**Problem details:** For the listing below, work out how many lines hold the word "into" and give that number by itself.

**Extracted material:**

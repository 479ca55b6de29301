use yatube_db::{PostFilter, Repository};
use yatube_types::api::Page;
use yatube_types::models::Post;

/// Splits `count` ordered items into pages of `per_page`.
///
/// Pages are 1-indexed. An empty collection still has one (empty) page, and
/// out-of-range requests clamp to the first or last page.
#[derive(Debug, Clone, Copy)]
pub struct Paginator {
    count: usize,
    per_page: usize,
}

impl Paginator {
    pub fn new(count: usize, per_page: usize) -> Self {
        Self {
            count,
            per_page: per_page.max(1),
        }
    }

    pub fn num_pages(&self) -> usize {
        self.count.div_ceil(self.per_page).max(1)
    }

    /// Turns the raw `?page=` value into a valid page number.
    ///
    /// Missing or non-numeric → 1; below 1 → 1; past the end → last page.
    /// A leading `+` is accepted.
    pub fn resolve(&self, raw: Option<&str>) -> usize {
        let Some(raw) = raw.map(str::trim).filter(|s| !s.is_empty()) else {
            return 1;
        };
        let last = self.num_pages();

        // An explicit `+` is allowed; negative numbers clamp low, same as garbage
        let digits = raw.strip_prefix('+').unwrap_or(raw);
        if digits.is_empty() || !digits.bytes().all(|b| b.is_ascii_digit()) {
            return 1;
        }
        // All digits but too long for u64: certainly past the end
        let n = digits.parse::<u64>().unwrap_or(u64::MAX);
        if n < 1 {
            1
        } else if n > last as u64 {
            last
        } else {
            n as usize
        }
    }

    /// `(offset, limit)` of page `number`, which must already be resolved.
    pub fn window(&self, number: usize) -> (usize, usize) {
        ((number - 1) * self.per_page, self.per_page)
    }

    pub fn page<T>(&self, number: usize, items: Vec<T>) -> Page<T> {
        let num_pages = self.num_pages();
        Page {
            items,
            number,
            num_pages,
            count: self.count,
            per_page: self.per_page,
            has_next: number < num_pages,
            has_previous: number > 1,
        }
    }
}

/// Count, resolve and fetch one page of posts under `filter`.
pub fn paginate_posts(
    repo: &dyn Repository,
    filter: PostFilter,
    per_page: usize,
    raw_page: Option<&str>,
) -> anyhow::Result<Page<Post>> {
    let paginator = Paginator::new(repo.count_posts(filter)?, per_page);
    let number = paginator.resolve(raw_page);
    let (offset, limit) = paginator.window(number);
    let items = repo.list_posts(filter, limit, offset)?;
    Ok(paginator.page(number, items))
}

**Answer below:** 2